Linda Kelsch of Vienna was surprised to learn recently that her doctor's office had decided to accept no more Medicare patients. At 53, Kelsch is not close to Medicare age, but the decision by Vienna Family Medicine miffed her nonetheless. "I don't know the pros and cons of it," she said, but "I was just appalled."
The rule was adopted "purely for economic reasons," said James P. Jenkins, a physician with Vienna Family Medicine. "We're constantly reevaluating" which insurers to accept, he said, and "Medicare is far and away our worst payer." In fact, according to a letter distributed to the practice's patients, "the rates paid by Medicare have fallen so low that we cannot provide [the] quality care our patients deserve and still have a viable business." Ten to 15 percent of the group's patients use Medicare, Jenkins said.
Roberta Sorenson, executive director of the Medical Society of Northern Virginia, said it's increasingly common for physicians to wonder "how many Medicare patients they can take."
Last summer, the American Academy of Family Physicians reported that almost 22 percent of survey respondents said they were not accepting new Medicare patients; a year earlier, the number was 17 percent.
In September, the Center for Studying Health System Change reported that 71 percent of physicians accepted new Medicare patients in 2001, down from about 75 percent in 1997.

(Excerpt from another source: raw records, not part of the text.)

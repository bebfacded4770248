//! # Text-based user interface (TUI)
//!
//! Terminal setup and teardown for the interactive board editor. The terminal
//! must be returned to cooked mode and the main screen however the editor
//! ends, including by panic, or the user's shell is left unusable.

use std::{
	io::{self, stdout, Stdout},
	panic,
	sync::{Arc, Mutex},
	thread
};

use crossterm::{
	execute,
	terminal::{
		disable_raw_mode, enable_raw_mode,
		EnterAlternateScreen, LeaveAlternateScreen
	}
};
use ratatui::{backend::{Backend, CrosstermBackend}, Terminal};

////////////////////////////////////////////////////////////////////////////////
//                         Text-based user interface.                         //
////////////////////////////////////////////////////////////////////////////////

/// The text-based user interface (TUI) type.
pub type Tui = Terminal<CrosstermBackend<Stdout>>;

/// Drive the terminal with the given function. The terminal is switched to
/// the alternate screen in raw mode beforehand, and restored afterward, even
/// if `f` fails. A panic on the calling thread also restores the terminal,
/// before the previous panic hook reports it.
///
/// # Arguments
///
/// * `f` - The function to apply to the TUI.
///
/// # Returns
///
/// The result of applying `f` to the TUI.
///
/// # Errors
///
/// Any error that occurs while setting up, driving, or restoring the terminal.
pub fn tui<F, T>(f: F) -> io::Result<T>
	where F: FnOnce(&mut Tui) -> io::Result<T>
{
	// The previous hook is shared with the replacement hook, which may run on
	// any thread, and is reinstated once `f` returns.
	let previous = Arc::new(Mutex::new(Some(panic::take_hook())));
	let shared = Arc::clone(&previous);
	let ui_thread = thread::current().id();
	panic::set_hook(Box::new(move |info| {
		if thread::current().id() == ui_thread
		{
			let _ = restore();
		}
		if let Ok(guard) = shared.lock()
		{
			if let Some(hook) = guard.as_ref()
			{
				hook(info);
			}
		}
	}));
	// Setup can fail halfway, so restore unconditionally.
	let result = setup().and_then(|mut terminal| f(&mut terminal));
	let hook = previous.lock()
		.map(|mut guard| guard.take())
		.unwrap_or_else(|poisoned| poisoned.into_inner().take());
	if let Some(hook) = hook
	{
		panic::set_hook(hook);
	}
	restore()?;
	result
}

/// Enter the alternate screen and raw mode.
fn setup() -> io::Result<Tui>
{
	let mut stdout = stdout();
	execute!(stdout, EnterAlternateScreen)?;
	enable_raw_mode()?;
	Terminal::new(CrosstermBackend::new(stdout))
}

/// Leave raw mode and the alternate screen, and show the cursor again.
fn restore() -> io::Result<()>
{
	let mut stdout = stdout();
	execute!(stdout, LeaveAlternateScreen)?;
	disable_raw_mode()?;
	CrosstermBackend::new(stdout).show_cursor()
}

"No new Medicare patients" policies appear to be more of an inconvenience than a crisis. Robert M. Hayes of the nonprofit Medicare Rights Center said, "Rarely if ever are folks unable to find a good physician who will accept them as a new patient." In the District, Medicare patients "are probably not having significant problems finding doctors," agreed Suzanne Jackson, director of the Health Insurance Counseling Project at the George Washington University Law School, though "we have been getting some calls from people" having difficulty obtaining such care in affluent neighborhoods.
There's even evidence that, for at least some physicians, Medicare rates are competitive. Physicians Practice magazine reports this month that "the federal government is a surprisingly good payer for many practices, at least for office visits."
More than 300 practices told the magazine in a survey that private insurers typically paid them $81 to $90 for a new patient's routine visit last year, compared with a Medicare payment of $135. A more complex visit brought a doctor $101 to $110 from private plans, compared with $181 from Medicare.
"Practices that are considering closing to new Medicare patients," said Pamela Moore, senior editor of Physicians Practice, "should be very sure that other payers in their market will truly offer better pay."